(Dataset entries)
-- -- --

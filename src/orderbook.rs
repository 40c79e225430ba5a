//! Depth-snapshot order book for a single symbol.
//!
//! Two flat, already-sorted ladders (bids descending, asks ascending)
//! that a depth event wholly replaces — no incremental level
//! maintenance, no queue-position model within a level. This is a
//! different concept from a resting-own-orders book: it holds market
//! depth, not orders this engine has placed, and a fill against it
//! never mutates the ladder (the next depth event is the only thing
//! that changes it).

use crate::error::UnfilledReason;
use crate::types::Side;
use chrono::{DateTime, Utc};

#[derive(Debug, Clone, Default)]
pub struct FillResult {
    pub success: bool,
    pub avg_price: f64,
    pub fills: Vec<(f64, f64)>,
    pub slippage: f64,
    pub filled: f64,
    pub remaining: f64,
    pub reason: Option<UnfilledReason>,
}

impl FillResult {
    fn unfilled(amount: f64, reason: UnfilledReason) -> Self {
        Self {
            success: false,
            avg_price: 0.0,
            fills: Vec::new(),
            slippage: 0.0,
            filled: 0.0,
            remaining: amount,
            reason: Some(reason),
        }
    }
}

pub struct OrderBook {
    bids: Vec<(f64, f64)>,
    asks: Vec<(f64, f64)>,
    last_price: f64,
    last_trade_time: Option<DateTime<Utc>>,
    update_time: Option<DateTime<Utc>>,
}

impl OrderBook {
    pub fn new() -> Self {
        Self {
            bids: Vec::new(),
            asks: Vec::new(),
            last_price: 0.0,
            last_trade_time: None,
            update_time: None,
        }
    }

    /// Replaces both ladders. Callers are expected to hand in bids
    /// descending and asks ascending per the event schema; the book
    /// does no incremental maintenance and trusts this ordering.
    pub fn update(&mut self, bids: Vec<(f64, f64)>, asks: Vec<(f64, f64)>, t: DateTime<Utc>) {
        self.bids = bids;
        self.asks = asks;
        self.update_time = Some(t);
    }

    pub fn update_last(&mut self, price: f64, t: DateTime<Utc>) {
        self.last_price = price;
        self.last_trade_time = Some(t);
        self.update_time = Some(t);
    }

    pub fn best_bid(&self) -> f64 {
        self.bids.first().map(|(p, _)| *p).unwrap_or(0.0)
    }

    pub fn best_ask(&self) -> f64 {
        self.asks.first().map(|(p, _)| *p).unwrap_or(0.0)
    }

    pub fn last_price(&self) -> f64 {
        self.last_price
    }

    /// Average of best bid/ask; falls back to last trade price if
    /// either side of the book is empty.
    pub fn mid(&self) -> f64 {
        let bid = self.best_bid();
        let ask = self.best_ask();
        if bid > 0.0 && ask > 0.0 {
            (bid + ask) / 2.0
        } else {
            self.last_price
        }
    }

    /// Consumes the opposing ladder level-by-level until `amount` is
    /// satisfied or the ladder is exhausted. Never mutates the
    /// ladder — depth events are the only thing that change it.
    pub fn simulate_market(&self, side: Side, amount: f64) -> FillResult {
        let ladder: &[(f64, f64)] = match side {
            Side::Buy => &self.asks,
            Side::Sell => &self.bids,
        };

        if ladder.is_empty() {
            return FillResult::unfilled(amount, UnfilledReason::EmptyBook);
        }

        let initial_price = ladder[0].0;
        let mut remaining = amount;
        let mut fills = Vec::new();
        let mut notional = 0.0;
        let mut filled = 0.0;

        for &(price, qty) in ladder {
            if remaining <= 1e-12 {
                break;
            }
            let take = qty.min(remaining);
            if take <= 0.0 {
                continue;
            }
            fills.push((price, take));
            notional += price * take;
            filled += take;
            remaining -= take;
        }

        if remaining > 1e-9 {
            return FillResult {
                success: false,
                avg_price: if filled > 0.0 { notional / filled } else { 0.0 },
                fills,
                slippage: 0.0,
                filled,
                remaining,
                reason: Some(UnfilledReason::InsufficientLiquidity),
            };
        }

        let avg_price = notional / filled;
        let slippage = ((avg_price - initial_price) / initial_price) * side.sign();

        FillResult {
            success: true,
            avg_price,
            fills,
            slippage,
            filled,
            remaining: 0.0,
            reason: None,
        }
    }

    /// Fixed-slippage market fill: ignores ladder depth beyond the
    /// top of book and fills the whole amount at
    /// `top * (1 + fixed_slippage * side_sign)`, the simplified model
    /// a host without full depth history can select instead of
    /// `simulate_market`'s level-by-level consumption.
    pub fn simulate_market_fixed(&self, side: Side, amount: f64, fixed_slippage: f64) -> FillResult {
        let top = match side {
            Side::Buy => self.best_ask(),
            Side::Sell => self.best_bid(),
        };
        if top <= 0.0 {
            return FillResult::unfilled(amount, UnfilledReason::EmptyBook);
        }
        let avg_price = top * (1.0 + fixed_slippage * side.sign());
        FillResult {
            success: true,
            avg_price,
            fills: vec![(avg_price, amount)],
            slippage: fixed_slippage * side.sign(),
            filled: amount,
            remaining: 0.0,
            reason: None,
        }
    }

    /// A buy crosses when `price >= best_ask`; a sell crosses when
    /// `price <= best_bid`. Crossing runs `simulate_market`; the limit
    /// price is only an admission test, never the execution price
    /// (no price improvement — a crossing limit fills at the levels
    /// it takes).
    pub fn check_limit(&self, side: Side, price: f64, amount: f64) -> FillResult {
        let crosses = match side {
            Side::Buy => {
                let ask = self.best_ask();
                ask > 0.0 && price >= ask
            }
            Side::Sell => {
                let bid = self.best_bid();
                bid > 0.0 && price <= bid
            }
        };

        if crosses {
            self.simulate_market(side, amount)
        } else {
            FillResult::unfilled(amount, UnfilledReason::PriceNotReached)
        }
    }
}

impl Default for OrderBook {
    fn default() -> Self {
        Self::new()
    }
}

#[cfg(test)]
mod tests {
    use super::*;
    use approx::assert_relative_eq;

    fn t() -> DateTime<Utc> {
        Utc::now()
    }

    #[test]
    fn empty_book_market_order_is_unfilled_with_empty_book_reason() {
        let book = OrderBook::new();
        let r = book.simulate_market(Side::Buy, 1.0);
        assert!(!r.success);
        assert_eq!(r.reason, Some(UnfilledReason::EmptyBook));
        assert_eq!(r.remaining, 1.0);
    }

    #[test]
    fn market_buy_consumes_asks_level_by_level() {
        let mut book = OrderBook::new();
        book.update(vec![(100.0, 10.0)], vec![(101.0, 1.0), (102.0, 5.0)], t());

        let r = book.simulate_market(Side::Buy, 3.0);
        assert!(r.success);
        assert_eq!(r.filled, 3.0);
        assert_eq!(r.fills, vec![(101.0, 1.0), (102.0, 2.0)]);
        let expected_avg = (101.0 * 1.0 + 102.0 * 2.0) / 3.0;
        assert_relative_eq!(r.avg_price, expected_avg, epsilon = 1e-9);
        let expected_slippage = (expected_avg - 101.0) / 101.0;
        assert_relative_eq!(r.slippage, expected_slippage, epsilon = 1e-9);
    }

    #[test]
    fn market_order_larger_than_depth_is_unfilled() {
        let mut book = OrderBook::new();
        book.update(vec![], vec![(101.0, 1.0)], t());

        let r = book.simulate_market(Side::Buy, 5.0);
        assert!(!r.success);
        assert_eq!(r.reason, Some(UnfilledReason::InsufficientLiquidity));
        assert_eq!(r.filled, 1.0);
        assert_eq!(r.remaining, 4.0);
    }

    #[test]
    fn check_limit_buy_crosses_when_price_at_or_above_ask() {
        let mut book = OrderBook::new();
        book.update(vec![(100.0, 10.0)], vec![(101.0, 10.0)], t());

        let crossing = book.check_limit(Side::Buy, 101.5, 1.0);
        assert!(crossing.success);

        let not_crossing = book.check_limit(Side::Buy, 100.5, 1.0);
        assert!(!not_crossing.success);
        assert_eq!(not_crossing.reason, Some(UnfilledReason::PriceNotReached));
    }

    #[test]
    fn mid_falls_back_to_last_price_when_book_one_sided() {
        let mut book = OrderBook::new();
        book.update(vec![], vec![], t());
        book.update_last(100.5, t());
        assert_eq!(book.mid(), 100.5);
    }
}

-- -- --

> [Description of the task]:
Lines holding the string "notional" must be copied out of the entries above.

> [Task response]:
        let mut notional = 0.0;
            notional += price * take;
                avg_price: if filled > 0.0 { notional / filled } else { 0.0 },
        let avg_price = notional / filled;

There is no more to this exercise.